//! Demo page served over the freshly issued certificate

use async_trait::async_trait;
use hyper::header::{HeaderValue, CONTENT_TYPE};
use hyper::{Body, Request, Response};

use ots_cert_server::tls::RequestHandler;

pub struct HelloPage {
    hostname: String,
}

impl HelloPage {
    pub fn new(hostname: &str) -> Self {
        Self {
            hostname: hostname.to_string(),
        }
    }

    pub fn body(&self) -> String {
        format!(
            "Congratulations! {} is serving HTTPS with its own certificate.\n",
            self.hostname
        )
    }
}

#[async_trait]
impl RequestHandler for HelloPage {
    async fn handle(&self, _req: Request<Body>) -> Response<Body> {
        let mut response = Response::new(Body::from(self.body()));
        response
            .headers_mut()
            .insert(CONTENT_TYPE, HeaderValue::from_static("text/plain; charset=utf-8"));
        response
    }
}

> **Task**:
Repeat the records above exactly, from the first line to the last.

> **The answer**:
//! Demo page served over the freshly issued certificate

use async_trait::async_trait;
use hyper::header::{HeaderValue, CONTENT_TYPE};
use hyper::{Body, Request, Response};

use ots_cert_server::tls::RequestHandler;

pub struct HelloPage {
    hostname: String,
}

impl HelloPage {
    pub fn new(hostname: &str) -> Self {
        Self {
            hostname: hostname.to_string(),
        }
    }

    pub fn body(&self) -> String {
        format!(
            "Congratulations! {} is serving HTTPS with its own certificate.\n",
            self.hostname
        )
    }
}

#[async_trait]
impl RequestHandler for HelloPage {
    async fn handle(&self, _req: Request<Body>) -> Response<Body> {
        let mut response = Response::new(Body::from(self.body()));
        response
            .headers_mut()
            .insert(CONTENT_TYPE, HeaderValue::from_static("text/plain; charset=utf-8"));
        response
    }
}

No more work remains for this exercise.